The Zone of Interest is an extraordinary illustration of the banality of evil. But why do we need it?  Hannah Arendt’s recognition that Hitler’s mad horrors were not carried out by monsters, but by the ordinary and mediocre, has been generally accepted for decades. If Hitler were obsessed with dairy production or ceramic art, thousands of workaday Nazis would have been content to do just that, instead.  The logical conclusion is that the Holocaust doesn’t need a maniac to happen again, just millions of people who obey the maniac. After all, it was ordinary-looking American companies that vied for Trump Administration contracts to put migrant babies in cages, not some survivalist militia.

It’s a familiar truism, and, to my sensibilities, not worth the unpleasantness of sitting watching these unpleasant people and their unthinkable deeds. That being said, this is anything but a slog. The Zone of Interest is captivating throughout (not unlike a vehicular crash).

This is only Glazer’s fourth feature in 24 years: Sexy Beast (2000), Birth (2004), Under the Skin (2013).

The Zone of Interest has been nominated for multiple Oscars, including Best Picture.

THE BOYS IN THE BOAT: the underdogs soar

Photo caption: Callum Turner (center front) in THE BOYS IN THE BOAT. Courtesy of MGM.

The Boys in the Boat is the entertaining true story of the ultimate sports underdog – the University of Washington’s junior varsity rowing team, which won gold medals at the 1936 Olympics hosted by Hitler in Munich (the Jesse Owens Olympics). Again, this was UDub’s JUNIOR varsity boat.

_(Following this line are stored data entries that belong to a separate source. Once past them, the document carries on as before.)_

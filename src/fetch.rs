use crate::config::{CatalogConfig, FetchConfig};
use crate::model::{BookEntry, FetchReport, Manifest};
use anyhow::{Context, Result, bail};
use chrono::Utc;
use reqwest::blocking::Client;
use reqwest::header::{HeaderMap, HeaderValue, USER_AGENT};
use scraper::{Html, Selector};
use sha2::{Digest, Sha256};
use std::path::Path;
use std::time::Duration;
use tracing::{info, warn};
use url::Url;

pub fn build_client(config: &FetchConfig) -> Result<Client> {
    let mut headers = HeaderMap::new();
    if let Some(user_agent) = &config.user_agent {
        headers.insert(USER_AGENT, HeaderValue::from_str(user_agent)?);
    }

    Client::builder()
        .timeout(Duration::from_secs(config.timeout_secs))
        .default_headers(headers)
        .build()
        .context("failed to build reqwest client")
}

/// The catalog page, from the on-disk cache when present, otherwise fetched
/// and cached for the next run.
pub fn load_catalog_page(
    client: &Client,
    catalog: &CatalogConfig,
    fetch: &FetchConfig,
    data_dir: &Path,
) -> Result<String> {
    let cache_path = data_dir.join(&catalog.cache_file);
    if cache_path.exists() {
        info!(cache = %cache_path.display(), "using cached catalog page");
        return std::fs::read_to_string(&cache_path)
            .with_context(|| format!("failed to read catalog cache {}", cache_path.display()));
    }

    let bytes = fetch_with_retries(
        client,
        &catalog.url,
        fetch.retry_attempts,
        fetch.retry_backoff_ms,
    )?;
    let html = String::from_utf8_lossy(&bytes).to_string();

    std::fs::create_dir_all(data_dir)
        .with_context(|| format!("failed to create data dir {}", data_dir.display()))?;
    std::fs::write(&cache_path, &html)
        .with_context(|| format!("failed to cache catalog page {}", cache_path.display()))?;
    info!(url = %catalog.url, cache = %cache_path.display(), "catalog page fetched");

    Ok(html)
}

/// All e-book links on the catalog page, absolutized against the catalog URL.
pub fn scrape_book_urls(catalog_html: &str, catalog_url: &str) -> Result<Vec<String>> {
    let parsed = Html::parse_document(catalog_html);
    let selector =
        Selector::parse("a").map_err(|err| anyhow::anyhow!("invalid anchor selector: {err:?}"))?;

    let mut urls = Vec::new();
    for anchor in parsed.select(&selector) {
        let Some(href) = anchor.value().attr("href") else {
            continue;
        };
        if !href.contains(".epub") {
            continue;
        }
        urls.push(absolutize_url(catalog_url, href));
    }

    Ok(urls)
}

/// Download every book URL into the data directory, skipping files the
/// manifest already accounts for. Each completed download is recorded with
/// its content digest.
pub fn download_books(
    client: &Client,
    fetch: &FetchConfig,
    book_urls: &[String],
    data_dir: &Path,
    manifest: &mut Manifest,
) -> Result<FetchReport> {
    std::fs::create_dir_all(data_dir)
        .with_context(|| format!("failed to create data dir {}", data_dir.display()))?;

    let mut report = FetchReport {
        books_discovered: book_urls.len(),
        ..FetchReport::default()
    };

    for url in book_urls {
        let file_name = book_file_name(url);
        let target = data_dir.join(&file_name);

        if target.exists() && manifest.books.contains_key(&file_name) {
            info!(book = %file_name, "already downloaded; skipping");
            report.skipped += 1;
            continue;
        }

        let bytes = fetch_with_retries(client, url, fetch.retry_attempts, fetch.retry_backoff_ms)?;
        std::fs::write(&target, &bytes)
            .with_context(|| format!("failed to write book {}", target.display()))?;

        let digest = hex::encode(Sha256::digest(&bytes));
        manifest.books.insert(
            file_name.clone(),
            BookEntry {
                source_url: url.clone(),
                sha256: digest,
                bytes: bytes.len(),
                downloaded_at: Utc::now(),
            },
        );

        info!(book = %file_name, bytes = bytes.len(), url = %url, "book downloaded");
        report.downloaded += 1;
    }

    Ok(report)
}

fn fetch_with_retries(
    client: &Client,
    url: &str,
    retry_attempts: u8,
    retry_backoff_ms: u64,
) -> Result<Vec<u8>> {
    let attempts = retry_attempts.max(1);

    for attempt in 1..=attempts {
        match client.get(url).send() {
            Ok(resp) => {
                if !resp.status().is_success() {
                    let status = resp.status();
                    if attempt == attempts {
                        bail!("request to {url} failed with status {status}");
                    }
                    warn!(%url, %status, attempt, "request failed; retrying");
                } else {
                    return Ok(resp.bytes()?.to_vec());
                }
            }
            Err(err) => {
                if attempt == attempts {
                    return Err(err).with_context(|| format!("request to {url} failed"));
                }
                warn!(%url, attempt, error = %err, "request errored; retrying");
            }
        }

        std::thread::sleep(Duration::from_millis(retry_backoff_ms));
    }

    bail!("request to {url} failed after retries")
}

fn absolutize_url(base_url: &str, value: &str) -> String {
    if value.starts_with("http://") || value.starts_with("https://") {
        return value.to_string();
    }

    if let Ok(base) = Url::parse(base_url)
        && let Ok(joined) = base.join(value)
    {
        return joined.to_string();
    }

    value.to_string()
}

/// Last path segment of a book URL, sanitized enough to serve as a file name.
fn book_file_name(url: &str) -> String {
    let raw = Url::parse(url)
        .ok()
        .and_then(|u| {
            u.path_segments()
                .and_then(|segments| segments.last().map(ToString::to_string))
        })
        .filter(|name| !name.is_empty())
        .unwrap_or_else(|| url.rsplit('/').next().unwrap_or("book.epub").to_string());

    raw.chars()
        .map(|c| {
            if c.is_ascii_alphanumeric() || c == '.' || c == '-' || c == '_' {
                c
            } else {
                '-'
            }
        })
        .collect()
}
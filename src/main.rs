use anyhow::Result;
use clap::{Parser, Subcommand};
use docline::harness::{HarnessOptions, run_harness};
use docline::pipeline::{
    ExtractOptions, FetchOptions, IdentifyOptions, ValidateOptions, extract_books, fetch_books,
    identify_titles, validate_config,
};
use std::path::PathBuf;
use tracing::info;
use tracing_subscriber::EnvFilter;

#[derive(Parser, Debug)]
#[command(name = "docline", about = "Historical-document e-book scraping pipeline")]
struct Cli {
    #[arg(long, default_value = "configs/docline.toml")]
    config: PathBuf,

    #[arg(long, default_value = "data")]
    data_dir: PathBuf,

    #[arg(long, default_value = "data/book")]
    work_dir: PathBuf,

    #[arg(long, default_value = "data/out")]
    out_dir: PathBuf,

    #[command(subcommand)]
    command: Commands,
}

#[derive(Subcommand, Debug)]
enum Commands {
    /// Download the e-book catalog and every listed book.
    Fetch,
    /// Unpack downloaded books and scrape their pages into the records CSV.
    Extract {
        #[arg(long)]
        book: Option<String>,
    },
    /// Classify extracted titles against the country reference lists.
    Identify {
        #[arg(long)]
        input: Option<PathBuf>,
    },
    /// Check a configuration file.
    Validate {
        #[arg(long)]
        config_file: Option<PathBuf>,
    },
    /// Run extract and identify end to end and report stability metrics.
    Harness,
}

fn main() -> Result<()> {
    init_tracing()?;
    let cli = Cli::parse();

    match cli.command {
        Commands::Fetch => {
            let report = fetch_books(&FetchOptions {
                config_path: cli.config,
                data_dir: cli.data_dir,
            })?;
            info!(
                discovered = report.books_discovered,
                downloaded = report.downloaded,
                skipped = report.skipped,
                "fetch summary"
            );
        }
        Commands::Extract { book } => {
            let report = extract_books(&ExtractOptions {
                config_path: cli.config,
                data_dir: cli.data_dir,
                work_dir: cli.work_dir,
                out_dir: cli.out_dir,
                book,
            })?;
            info!(
                books = report.books_processed,
                pages = report.pages_scanned,
                skipped = report.pages_skipped,
                records = report.records_written,
                dated = report.dated,
                possible = report.possible_dated,
                undated = report.undated,
                "extract summary"
            );
        }
        Commands::Identify { input } => {
            let report = identify_titles(&IdentifyOptions {
                config_path: cli.config,
                data_dir: cli.data_dir,
                out_dir: cli.out_dir,
                input,
            })?;
            info!(
                rows = report.rows,
                matched = report.matched,
                representatives = report.representatives,
                memoranda = report.memoranda,
                unmatched = report.unmatched,
                "identify summary"
            );
        }
        Commands::Validate { config_file } => {
            let messages = validate_config(&ValidateOptions {
                config_file: config_file.unwrap_or(cli.config),
            })?;
            for line in messages {
                println!("{line}");
            }
        }
        Commands::Harness => {
            let report = run_harness(&HarnessOptions {
                config_path: cli.config,
                data_dir: cli.data_dir,
                work_dir: cli.work_dir,
                out_dir: cli.out_dir,
            })?;

            println!("{}", serde_json::to_string_pretty(&report)?);
        }
    }

    Ok(())
}

fn init_tracing() -> Result<()> {
    let filter = EnvFilter::try_from_default_env().unwrap_or_else(|_| EnvFilter::new("info"));
    tracing_subscriber::fmt()
        .with_env_filter(filter)
        .with_target(false)
        .compact()
        .try_init()
        .map_err(|err| anyhow::anyhow!(err.to_string()))?;
    Ok(())
}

The Boys in the Boat follows a familiar arc for sports movies – the heroes must win the Big Race (actually, three Big Races here). We’ve all seen this before, but director George Clooney gets the credit for keeping The Boys in the Boat from becoming unbearably hackneyed or corny. Best known as a movie star, Clooney has proven himself an able director: Confessions of a Dangerous Mind, Good Night and Good Luck, The Ides of March, The Monuments Men.

In telling the story, Clooney emphasizes the Depression setting and how impoverished the kids on the team are, especially the main kid, played by Callum Turner. Joel Edgerton plays the taciturn coach, who must gamble his job on an unconventional decision. Few of us have a deep understanding of the sport of team rowing, so Clooney takes us on a rowing procedural.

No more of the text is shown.